Another aspect of traditional coffee culture that Lane does not mention is the habit, later made famous in films and songs, of telling fortunes from the coffee grounds that remain in a cup of Turkish coffee after it has been drunk. Perhaps this was more widespread in Turkish culture than Egyptian at the time that Lane wrote, though it is the 20th-century Egyptian singer Abdel-Halim Hafez in his song Qariat Al-Fingan (the fortune-teller), a rendition of a poem by Syrian writer Nizar Qabbani, who has made it most famous.

While the Arab traditions are united in saying that coffee originated among Sufi communities in Yemen, they can differ on the date at which it began to spread across the wider region. Nevertheless, the evidence suggests a date in the first quarter of the 16th century for the spread of coffee to Cairo and probably a little later to Damascus, Aleppo, and Istanbul, no doubt helped by the Ottoman conquest of Mameluke Egypt and Syria in 1517 CE.

It seems that at first the new drink was eagerly seized upon, with customers including merchants, students, and others, as well as some men of religion. According to one Western authority on the coffee culture of 16th-century Istanbul, the cafés set up for the consumption of coffee “attracted gentlemen of leisure, wits, and literary men seeking distraction and amusement, who spent the time over their coffee reading or playing chess or backgammon, while poets submitted their latest poems” to the approbation of their friends.
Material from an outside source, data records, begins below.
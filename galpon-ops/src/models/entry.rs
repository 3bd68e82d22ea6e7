//! Gate entry rows
//!
//! An entry records one truck visit. The ISO week and calendar month are
//! stamped when the row is written so the dashboards group by plain integer
//! columns, and the duration is derived once both timestamps are known.

use chrono::{DateTime, Utc};
use serde::Serialize;
use uuid::Uuid;

use super::catalog::{Provider, Truck};

#[derive(Debug, Clone, Serialize)]
pub struct Entry {
    pub id: Uuid,
    pub provider_id: Uuid,
    pub truck_id: Uuid,
    pub arrival_time: Option<DateTime<Utc>>,
    pub departure_time: Option<DateTime<Utc>>,
    pub week: i64,
    pub month: i64,
    pub duration_minutes: Option<i64>,
    pub created_at: DateTime<Utc>,
    pub updated_at: DateTime<Utc>,
}

/// Entry with its provider and truck, the shape list and detail views return
#[derive(Debug, Clone, Serialize)]
pub struct EntryWithRefs {
    #[serde(flatten)]
    pub entry: Entry,
    pub provider: Provider,
    pub truck: Truck,
}
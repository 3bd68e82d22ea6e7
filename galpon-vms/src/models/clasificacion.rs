//! Sorting (clasificación) file and per-package rows

use chrono::{DateTime, Utc};
use serde::Serialize;
use uuid::Uuid;

/// Outcome of a sorting scan
#[derive(Debug, Clone, Copy, PartialEq, Eq, Serialize)]
#[serde(rename_all = "SCREAMING_SNAKE_CASE")]
pub enum ClasificacionScanStatus {
    /// Tracking number found and marked scanned
    Clasificado,
    /// Tracking number was already scanned earlier
    YaEscaneado,
    /// Tracking number is not in the active sorting file
    NoEncontrado,
}

impl ClasificacionScanStatus {
    pub fn as_str(&self) -> &'static str {
        match self {
            ClasificacionScanStatus::Clasificado => "CLASIFICADO",
            ClasificacionScanStatus::YaEscaneado => "YA_ESCANEADO",
            ClasificacionScanStatus::NoEncontrado => "NO_ENCONTRADO",
        }
    }
}

/// An uploaded sorting file for a shipment
///
/// Uploading a new file for the same shipment replaces the previous one
/// together with all its package rows.
#[derive(Debug, Clone, Serialize)]
pub struct ClasificacionArchivo {
    pub id: Uuid,
    pub shipment_id: Uuid,
    pub provider_id: Uuid,
    pub total_rows: i64,
    pub uploaded_by: String,
    pub uploaded_at: DateTime<Utc>,
    pub finalizado: bool,
    #[serde(skip_serializing_if = "Option::is_none")]
    pub finalizado_at: Option<DateTime<Utc>>,
    #[serde(skip_serializing_if = "Option::is_none")]
    pub finalizado_por: Option<String>,
}

/// One package row within a sorting file
#[derive(Debug, Clone, Serialize)]
pub struct PaqueteClasificacion {
    pub id: Uuid,
    pub clasificacion_id: Uuid,
    pub tracking_number: String,
    pub vehiculo: String,
    pub orden_visita: String,
    /// Sequential position within the vehicle, used for export ordering
    pub orden_numerico: i64,
    pub escaneado: bool,
    #[serde(skip_serializing_if = "Option::is_none")]
    pub escaneado_at: Option<DateTime<Utc>>,
    #[serde(skip_serializing_if = "Option::is_none")]
    pub escaneado_por: Option<String>,
}

/// Parsed row from a sorting spreadsheet before persistence
#[derive(Debug, Clone, PartialEq)]
pub struct ClasificacionRow {
    pub tracking_number: String,
    pub vehiculo: String,
    pub orden_visita: String,
    pub orden_numerico: i64,
}
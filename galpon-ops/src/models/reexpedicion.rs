//! Reexpedición (reforwarding) movements and their scanned labels
//!
//! An INGRESO movement owns a batch of etiquetas scanned into a location.
//! EGRESO movements consume etiquetas from one origin INGRESO; as labels
//! leave, the origin's estado degrades ACTIVO -> EGRESADO_PARCIAL ->
//! EGRESADO_TOTAL.

use chrono::{DateTime, Utc};
use serde::{Deserialize, Serialize};
use uuid::Uuid;

#[derive(Debug, Clone, Copy, PartialEq, Eq, Serialize, Deserialize)]
#[serde(rename_all = "SCREAMING_SNAKE_CASE")]
pub enum TipoMovimiento {
    Ingreso,
    Egreso,
}

impl TipoMovimiento {
    pub fn as_str(&self) -> &'static str {
        match self {
            TipoMovimiento::Ingreso => "INGRESO",
            TipoMovimiento::Egreso => "EGRESO",
        }
    }

    pub fn parse(s: &str) -> Option<Self> {
        match s {
            "INGRESO" => Some(TipoMovimiento::Ingreso),
            "EGRESO" => Some(TipoMovimiento::Egreso),
            _ => None,
        }
    }
}

/// Why freight entered the reexpedición area
#[derive(Debug, Clone, Copy, PartialEq, Eq, Serialize, Deserialize)]
#[serde(rename_all = "SCREAMING_SNAKE_CASE")]
pub enum SubtipoIngreso {
    Retornos,
    PendienteRetiro,
    Pickup,
    InsumosWh,
}

impl SubtipoIngreso {
    pub fn as_str(&self) -> &'static str {
        match self {
            SubtipoIngreso::Retornos => "RETORNOS",
            SubtipoIngreso::PendienteRetiro => "PENDIENTE_RETIRO",
            SubtipoIngreso::Pickup => "PICKUP",
            SubtipoIngreso::InsumosWh => "INSUMOS_WH",
        }
    }

    pub fn parse(s: &str) -> Option<Self> {
        match s {
            "RETORNOS" => Some(SubtipoIngreso::Retornos),
            "PENDIENTE_RETIRO" => Some(SubtipoIngreso::PendienteRetiro),
            "PICKUP" => Some(SubtipoIngreso::Pickup),
            "INSUMOS_WH" => Some(SubtipoIngreso::InsumosWh),
            _ => None,
        }
    }

    /// Display form used in notification messages
    pub fn human_label(&self) -> &'static str {
        match self {
            SubtipoIngreso::Retornos => "Retornos",
            SubtipoIngreso::PendienteRetiro => "Pendiente de Retiro",
            SubtipoIngreso::Pickup => "Pickup",
            SubtipoIngreso::InsumosWh => "Insumos WH",
        }
    }
}

/// How freight left the reexpedición area
#[derive(Debug, Clone, Copy, PartialEq, Eq, Serialize, Deserialize)]
#[serde(rename_all = "SCREAMING_SNAKE_CASE")]
pub enum SubtipoEgreso {
    EntregaParcial,
    EntregaTotal,
}

impl SubtipoEgreso {
    pub fn as_str(&self) -> &'static str {
        match self {
            SubtipoEgreso::EntregaParcial => "ENTREGA_PARCIAL",
            SubtipoEgreso::EntregaTotal => "ENTREGA_TOTAL",
        }
    }

    pub fn parse(s: &str) -> Option<Self> {
        match s {
            "ENTREGA_PARCIAL" => Some(SubtipoEgreso::EntregaParcial),
            "ENTREGA_TOTAL" => Some(SubtipoEgreso::EntregaTotal),
            _ => None,
        }
    }

    /// Display form used in notification messages
    pub fn human_label(&self) -> &'static str {
        match self {
            SubtipoEgreso::EntregaParcial => "Entrega Parcial",
            SubtipoEgreso::EntregaTotal => "Entrega Total",
        }
    }
}

/// How much of an INGRESO batch has left the warehouse
#[derive(Debug, Clone, Copy, PartialEq, Eq, Serialize, Deserialize)]
#[serde(rename_all = "SCREAMING_SNAKE_CASE")]
pub enum EstadoMovimiento {
    Activo,
    EgresadoParcial,
    EgresadoTotal,
}

impl EstadoMovimiento {
    pub fn as_str(&self) -> &'static str {
        match self {
            EstadoMovimiento::Activo => "ACTIVO",
            EstadoMovimiento::EgresadoParcial => "EGRESADO_PARCIAL",
            EstadoMovimiento::EgresadoTotal => "EGRESADO_TOTAL",
        }
    }

    pub fn parse(s: &str) -> Option<Self> {
        match s {
            "ACTIVO" => Some(EstadoMovimiento::Activo),
            "EGRESADO_PARCIAL" => Some(EstadoMovimiento::EgresadoParcial),
            "EGRESADO_TOTAL" => Some(EstadoMovimiento::EgresadoTotal),
            _ => None,
        }
    }
}

#[derive(Debug, Clone, Copy, PartialEq, Eq, Serialize, Deserialize)]
#[serde(rename_all = "SCREAMING_SNAKE_CASE")]
pub enum EstadoEtiqueta {
    Activo,
    EgresadoTotal,
}

impl EstadoEtiqueta {
    pub fn as_str(&self) -> &'static str {
        match self {
            EstadoEtiqueta::Activo => "ACTIVO",
            EstadoEtiqueta::EgresadoTotal => "EGRESADO_TOTAL",
        }
    }

    pub fn parse(s: &str) -> Option<Self> {
        match s {
            "ACTIVO" => Some(EstadoEtiqueta::Activo),
            "EGRESADO_TOTAL" => Some(EstadoEtiqueta::EgresadoTotal),
            _ => None,
        }
    }
}

#[derive(Debug, Clone, Serialize)]
pub struct Movimiento {
    pub id: Uuid,
    pub tipo: TipoMovimiento,
    pub subtipo_ingreso: Option<SubtipoIngreso>,
    pub subtipo_egreso: Option<SubtipoEgreso>,
    pub warehouse_id: Uuid,
    pub location_id: Uuid,
    pub cantidad: i64,
    pub cantidad_egresada: i64,
    pub estado: EstadoMovimiento,
    pub notas: Option<String>,
    pub movimiento_origen_id: Option<Uuid>,
    pub created_by: String,
    pub created_at: DateTime<Utc>,
    pub updated_at: DateTime<Utc>,
}

/// Movement with location names and its etiquetas, the API response shape
#[derive(Debug, Clone, Serialize)]
pub struct MovimientoDetail {
    #[serde(flatten)]
    pub movimiento: Movimiento,
    pub warehouse_name: String,
    pub location_name: String,
    pub etiquetas: Vec<Etiqueta>,
}

#[derive(Debug, Clone, Serialize)]
pub struct Etiqueta {
    pub id: Uuid,
    pub movimiento_id: Uuid,
    pub tracking_number: String,
    pub estado: EstadoEtiqueta,
    pub escaneado_at: DateTime<Utc>,
    pub egresado_at: Option<DateTime<Utc>>,
}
Unfortunately, this new style of sociability soon attracted the attention of the authorities, worried that cafés were places where “current politics were discussed [and] the government’s acts criticised and intrigues concocted.” Edicts were issued against the coffee-houses by the Ottoman Sultans Murad III and Ahmed I, but it was not until the reign of Murad IV (1623-1640) that they were finally banned, even if coffee could still be bought on a take-away basis as long as it was not consumed on the premises.

This situation apparently continued until into the 18th century, so much so that when no less a person than Antoine Galland, famous for his French translation of the Thousand and One Nights that introduced this mediaeval Arab story collection to the European public between 1704 and 1717, turned his attention to coffee in a treatise on the subject written in 1699, he reports that coffee in Istanbul can be bought and consumed as a take-away product but not drunk in a public café.

Galland’s book on coffee, De l’Origine et du progrès du café, has recently been republished in an illustrated edition by Orients Editions in Paris, and in it one reads that coffee, originally cultivated in Yemen, made its way first up through the Hejaz before crossing to Egypt and arriving in Cairo.

According to Galland, the then Mameluke Sultan Qansur Al-Ghuri took a comparatively relaxed attitude towards coffee-drinking, and it was only after the end of his reign — he was killed fighting against the Ottomans in 1517 — that coffee made its way to Istanbul.

 

CAFÉ CULTURE: The social aspect of café culture is of course still well-known today, even if generally it does not now attract official disapproval. Many people today will have a favourite café, somewhere to go to after work perhaps, to meet friends, or to work in a more relaxed ambiance than is to be found in a library or office.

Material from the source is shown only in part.